Problem details.
Please give the listing again, word for word, with nothing left out.
------ Data in this exercise
//! Custom error types for the upload relay

use axum::{
    Json,
    http::StatusCode,
    response::{IntoResponse, Response},
};
use serde_json::{Map, Value, json};
use thiserror::Error;

use crate::platform::PlatformError;

/// Custom error type for the upload relay
#[derive(Error, Debug)]
pub enum ApiError {
    /// Missing or malformed bearer credentials
    #[error("Unauthorized")]
    Unauthorized,

    /// Required body fields are absent or empty
    #[error("Missing required fields: {}", .0.join(", "))]
    MissingFields(Vec<&'static str>),

    /// The body could not be read as an upload request
    #[error("Invalid request body: {0}")]
    InvalidBody(String),

    /// The body exceeds the configured size limit
    #[error("Request body larger than {0} bytes")]
    PayloadTooLarge(usize),

    /// The referenced file is not readable on local disk
    #[error("File not found: {0}")]
    FileNotFound(String),

    /// The video platform rejected the upload
    #[error("Platform error: {source}")]
    Platform {
        source: PlatformError,
        expose_details: bool,
    },

    /// No route for the requested path and method
    #[error("No route for {method} {path}")]
    RouteNotFound { method: String, path: String },

    /// Internal server error
    #[error("Internal server error")]
    InternalServerError,
}

impl ApiError {
    /// Wrap a platform error, keeping internal details only when allowed
    pub fn platform(source: PlatformError, expose_details: bool) -> Self {
        ApiError::Platform {
            source,
            expose_details,
        }
    }

    /// HTTP status for this error
    pub fn status_code(&self) -> StatusCode {
        match self {
            ApiError::Unauthorized => StatusCode::UNAUTHORIZED,
            ApiError::MissingFields(_) | ApiError::InvalidBody(_) | ApiError::FileNotFound(_) => {
                StatusCode::BAD_REQUEST
            }
            ApiError::Platform { source, .. } => match source {
                PlatformError::Unauthorized(_) => StatusCode::UNAUTHORIZED,
                PlatformError::Forbidden(_) => StatusCode::FORBIDDEN,
                PlatformError::NotFound(_) => StatusCode::NOT_FOUND,
                PlatformError::Unknown { .. } | PlatformError::Transport(_) => {
                    StatusCode::INTERNAL_SERVER_ERROR
                }
            },
            ApiError::PayloadTooLarge(_) => StatusCode::PAYLOAD_TOO_LARGE,
            ApiError::RouteNotFound { .. } => StatusCode::NOT_FOUND,
            ApiError::InternalServerError => StatusCode::INTERNAL_SERVER_ERROR,
        }
    }
}

impl IntoResponse for ApiError {
    fn into_response(self) -> Response {
        let status = self.status_code();
        let mut body = Map::new();

        match self {
            ApiError::Unauthorized => {
                body.insert(
                    "error".into(),
                    "Authorization header missing or malformed".into(),
                );
                body.insert(
                    "message".into(),
                    "Expected 'Authorization: Bearer <token>'".into(),
                );
            }
            ApiError::MissingFields(fields) => {
                let details: Map<String, Value> = fields
                    .iter()
                    .map(|field| (field.to_string(), Value::from("required")))
                    .collect();
                body.insert("error".into(), "Validation failed".into());
                body.insert("message".into(), "filePath and title are required".into());
                body.insert("details".into(), Value::Object(details));
            }
            ApiError::InvalidBody(message) => {
                body.insert("error".into(), "Validation failed".into());
                body.insert("message".into(), message.into());
            }
            ApiError::PayloadTooLarge(limit) => {
                body.insert("error".into(), "Payload too large".into());
                body.insert(
                    "message".into(),
                    format!("Request body must not exceed {} bytes", limit).into(),
                );
            }
            ApiError::FileNotFound(path) => {
                body.insert("error".into(), "File not found".into());
                body.insert(
                    "message".into(),
                    format!("No readable file at {}", path).into(),
                );
                body.insert("details".into(), json!({ "filePath": path }));
            }
            ApiError::Platform {
                source,
                expose_details,
            } => {
                let error = match &source {
                    PlatformError::Unauthorized(_) => "Invalid or expired access token",
                    PlatformError::Forbidden(_) => "Insufficient permissions to upload video",
                    PlatformError::NotFound(_) => "Resource not found",
                    PlatformError::Unknown { .. } | PlatformError::Transport(_) => "Upload failed",
                };
                body.insert("error".into(), error.into());

                // transport messages are local detail, not platform text
                let message = match &source {
                    PlatformError::Transport(_) if !expose_details => {
                        "The video platform could not be reached"
                    }
                    _ => source.message(),
                };
                body.insert("message".into(), message.into());

                if expose_details {
                    match &source {
                        PlatformError::Unknown { code, .. } => {
                            body.insert(
                                "details".into(),
                                json!({ "kind": source.kind(), "code": code }),
                            );
                        }
                        PlatformError::Transport(_) => {
                            body.insert("details".into(), json!({ "kind": source.kind() }));
                        }
                        _ => {}
                    }
                }
            }
            ApiError::RouteNotFound { method, path } => {
                body.insert("error".into(), "Not found".into());
                body.insert("path".into(), path.into());
                body.insert("method".into(), method.into());
            }
            ApiError::InternalServerError => {
                body.insert("error".into(), "Internal server error".into());
            }
        }

        (status, Json(Value::Object(body))).into_response()
    }
}

/// Type alias for API results
pub type ApiResult<T> = Result<T, ApiError>;

#[cfg(test)]
mod tests {
    use super::*;

    async fn body_of(error: ApiError) -> (StatusCode, Value) {
        let response = error.into_response();
        let status = response.status();
        let bytes = axum::body::to_bytes(response.into_body(), usize::MAX)
            .await
            .unwrap();
        (status, serde_json::from_slice(&bytes).unwrap())
    }

    #[tokio::test]
    async fn test_missing_fields_lists_each_field() {
        let (status, body) = body_of(ApiError::MissingFields(vec!["title"])).await;
        assert_eq!(status, StatusCode::BAD_REQUEST);
        assert_eq!(body["details"], json!({ "title": "required" }));
    }

    #[tokio::test]
    async fn test_platform_errors_map_to_status() {
        let cases = [
            (PlatformError::from_code(401, "expired"), StatusCode::UNAUTHORIZED),
            (PlatformError::from_code(403, "scope"), StatusCode::FORBIDDEN),
            (PlatformError::from_code(404, "missing"), StatusCode::NOT_FOUND),
            (
                PlatformError::from_code(500, "backend"),
                StatusCode::INTERNAL_SERVER_ERROR,
            ),
        ];

        for (source, expected) in cases {
            let (status, body) = body_of(ApiError::platform(source, false)).await;
            assert_eq!(status, expected);
            assert!(body["error"].is_string());
            assert!(body.get("details").is_none());
        }
    }

    #[tokio::test]
    async fn test_unknown_details_only_in_development() {
        let source = PlatformError::from_code(502, "bad gateway");
        let (_, body) = body_of(ApiError::platform(source, true)).await;
        assert_eq!(body["details"]["code"], 502);
        assert_eq!(body["message"], "bad gateway");
    }

    #[tokio::test]
    async fn test_transport_message_hidden_outside_development() {
        let message = "error sending request for url (https://upload.example/session?upload_id=42)";

        let (status, body) =
            body_of(ApiError::platform(PlatformError::Transport(message.to_string()), false))
                .await;
        assert_eq!(status, StatusCode::INTERNAL_SERVER_ERROR);
        assert_eq!(body["error"], "Upload failed");
        assert!(!body.to_string().contains("upload_id"));
        assert!(body.get("details").is_none());

        let (_, body) =
            body_of(ApiError::platform(PlatformError::Transport(message.to_string()), true))
                .await;
        assert_eq!(body["message"], message);
        assert_eq!(body["details"]["kind"], "transport");
    }

    #[tokio::test]
    async fn test_payload_too_large() {
        let (status, body) = body_of(ApiError::PayloadTooLarge(64)).await;
        assert_eq!(status, StatusCode::PAYLOAD_TOO_LARGE);
        assert_eq!(body["error"], "Payload too large");
    }

    #[tokio::test]
    async fn test_route_not_found_echoes_request() {
        let (status, body) = body_of(ApiError::RouteNotFound {
            method: "DELETE".to_string(),
            path: "/videos".to_string(),
        })
        .await;
        assert_eq!(status, StatusCode::NOT_FOUND);
        assert_eq!(body["path"], "/videos");
        assert_eq!(body["method"], "DELETE");
    }
}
------------
Exercise output.
//! Custom error types for the upload relay

use axum::{
    Json,
    http::StatusCode,
    response::{IntoResponse, Response},
};
use serde_json::{Map, Value, json};
use thiserror::Error;

use crate::platform::PlatformError;

/// Custom error type for the upload relay
#[derive(Error, Debug)]
pub enum ApiError {
    /// Missing or malformed bearer credentials
    #[error("Unauthorized")]
    Unauthorized,

    /// Required body fields are absent or empty
    #[error("Missing required fields: {}", .0.join(", "))]
    MissingFields(Vec<&'static str>),

    /// The body could not be read as an upload request
    #[error("Invalid request body: {0}")]
    InvalidBody(String),

    /// The body exceeds the configured size limit
    #[error("Request body larger than {0} bytes")]
    PayloadTooLarge(usize),

    /// The referenced file is not readable on local disk
    #[error("File not found: {0}")]
    FileNotFound(String),

    /// The video platform rejected the upload
    #[error("Platform error: {source}")]
    Platform {
        source: PlatformError,
        expose_details: bool,
    },

    /// No route for the requested path and method
    #[error("No route for {method} {path}")]
    RouteNotFound { method: String, path: String },

    /// Internal server error
    #[error("Internal server error")]
    InternalServerError,
}

impl ApiError {
    /// Wrap a platform error, keeping internal details only when allowed
    pub fn platform(source: PlatformError, expose_details: bool) -> Self {
        ApiError::Platform {
            source,
            expose_details,
        }
    }

    /// HTTP status for this error
    pub fn status_code(&self) -> StatusCode {
        match self {
            ApiError::Unauthorized => StatusCode::UNAUTHORIZED,
            ApiError::MissingFields(_) | ApiError::InvalidBody(_) | ApiError::FileNotFound(_) => {
                StatusCode::BAD_REQUEST
            }
            ApiError::Platform { source, .. } => match source {
                PlatformError::Unauthorized(_) => StatusCode::UNAUTHORIZED,
                PlatformError::Forbidden(_) => StatusCode::FORBIDDEN,
                PlatformError::NotFound(_) => StatusCode::NOT_FOUND,
                PlatformError::Unknown { .. } | PlatformError::Transport(_) => {
                    StatusCode::INTERNAL_SERVER_ERROR
                }
            },
            ApiError::PayloadTooLarge(_) => StatusCode::PAYLOAD_TOO_LARGE,
            ApiError::RouteNotFound { .. } => StatusCode::NOT_FOUND,
            ApiError::InternalServerError => StatusCode::INTERNAL_SERVER_ERROR,
        }
    }
}

impl IntoResponse for ApiError {
    fn into_response(self) -> Response {
        let status = self.status_code();
        let mut body = Map::new();

        match self {
            ApiError::Unauthorized => {
                body.insert(
                    "error".into(),
                    "Authorization header missing or malformed".into(),
                );
                body.insert(
                    "message".into(),
                    "Expected 'Authorization: Bearer <token>'".into(),
                );
            }
            ApiError::MissingFields(fields) => {
                let details: Map<String, Value> = fields
                    .iter()
                    .map(|field| (field.to_string(), Value::from("required")))
                    .collect();
                body.insert("error".into(), "Validation failed".into());
                body.insert("message".into(), "filePath and title are required".into());
                body.insert("details".into(), Value::Object(details));
            }
            ApiError::InvalidBody(message) => {
                body.insert("error".into(), "Validation failed".into());
                body.insert("message".into(), message.into());
            }
            ApiError::PayloadTooLarge(limit) => {
                body.insert("error".into(), "Payload too large".into());
                body.insert(
                    "message".into(),
                    format!("Request body must not exceed {} bytes", limit).into(),
                );
            }
            ApiError::FileNotFound(path) => {
                body.insert("error".into(), "File not found".into());
                body.insert(
                    "message".into(),
                    format!("No readable file at {}", path).into(),
                );
                body.insert("details".into(), json!({ "filePath": path }));
            }
            ApiError::Platform {
                source,
                expose_details,
            } => {
                let error = match &source {
                    PlatformError::Unauthorized(_) => "Invalid or expired access token",
                    PlatformError::Forbidden(_) => "Insufficient permissions to upload video",
                    PlatformError::NotFound(_) => "Resource not found",
                    PlatformError::Unknown { .. } | PlatformError::Transport(_) => "Upload failed",
                };
                body.insert("error".into(), error.into());

                // transport messages are local detail, not platform text
                let message = match &source {
                    PlatformError::Transport(_) if !expose_details => {
                        "The video platform could not be reached"
                    }
                    _ => source.message(),
                };
                body.insert("message".into(), message.into());

                if expose_details {
                    match &source {
                        PlatformError::Unknown { code, .. } => {
                            body.insert(
                                "details".into(),
                                json!({ "kind": source.kind(), "code": code }),
                            );
                        }
                        PlatformError::Transport(_) => {
                            body.insert("details".into(), json!({ "kind": source.kind() }));
                        }
                        _ => {}
                    }
                }
            }
            ApiError::RouteNotFound { method, path } => {
                body.insert("error".into(), "Not found".into());
                body.insert("path".into(), path.into());
                body.insert("method".into(), method.into());
            }
            ApiError::InternalServerError => {
                body.insert("error".into(), "Internal server error".into());
            }
        }

        (status, Json(Value::Object(body))).into_response()
    }
}

/// Type alias for API results
pub type ApiResult<T> = Result<T, ApiError>;

#[cfg(test)]
mod tests {
    use super::*;

    async fn body_of(error: ApiError) -> (StatusCode, Value) {
        let response = error.into_response();
        let status = response.status();
        let bytes = axum::body::to_bytes(response.into_body(), usize::MAX)
            .await
            .unwrap();
        (status, serde_json::from_slice(&bytes).unwrap())
    }

    #[tokio::test]
    async fn test_missing_fields_lists_each_field() {
        let (status, body) = body_of(ApiError::MissingFields(vec!["title"])).await;
        assert_eq!(status, StatusCode::BAD_REQUEST);
        assert_eq!(body["details"], json!({ "title": "required" }));
    }

    #[tokio::test]
    async fn test_platform_errors_map_to_status() {
        let cases = [
            (PlatformError::from_code(401, "expired"), StatusCode::UNAUTHORIZED),
            (PlatformError::from_code(403, "scope"), StatusCode::FORBIDDEN),
            (PlatformError::from_code(404, "missing"), StatusCode::NOT_FOUND),
            (
                PlatformError::from_code(500, "backend"),
                StatusCode::INTERNAL_SERVER_ERROR,
            ),
        ];

        for (source, expected) in cases {
            let (status, body) = body_of(ApiError::platform(source, false)).await;
            assert_eq!(status, expected);
            assert!(body["error"].is_string());
            assert!(body.get("details").is_none());
        }
    }

    #[tokio::test]
    async fn test_unknown_details_only_in_development() {
        let source = PlatformError::from_code(502, "bad gateway");
        let (_, body) = body_of(ApiError::platform(source, true)).await;
        assert_eq!(body["details"]["code"], 502);
        assert_eq!(body["message"], "bad gateway");
    }

    #[tokio::test]
    async fn test_transport_message_hidden_outside_development() {
        let message = "error sending request for url (https://upload.example/session?upload_id=42)";

        let (status, body) =
            body_of(ApiError::platform(PlatformError::Transport(message.to_string()), false))
                .await;
        assert_eq!(status, StatusCode::INTERNAL_SERVER_ERROR);
        assert_eq!(body["error"], "Upload failed");
        assert!(!body.to_string().contains("upload_id"));
        assert!(body.get("details").is_none());

        let (_, body) =
            body_of(ApiError::platform(PlatformError::Transport(message.to_string()), true))
                .await;
        assert_eq!(body["message"], message);
        assert_eq!(body["details"]["kind"], "transport");
    }

    #[tokio::test]
    async fn test_payload_too_large() {
        let (status, body) = body_of(ApiError::PayloadTooLarge(64)).await;
        assert_eq!(status, StatusCode::PAYLOAD_TOO_LARGE);
        assert_eq!(body["error"], "Payload too large");
    }

    #[tokio::test]
    async fn test_route_not_found_echoes_request() {
        let (status, body) = body_of(ApiError::RouteNotFound {
            method: "DELETE".to_string(),
            path: "/videos".to_string(),
        })
        .await;
        assert_eq!(status, StatusCode::NOT_FOUND);
        assert_eq!(body["path"], "/videos");
        assert_eq!(body["method"], "DELETE");
    }
}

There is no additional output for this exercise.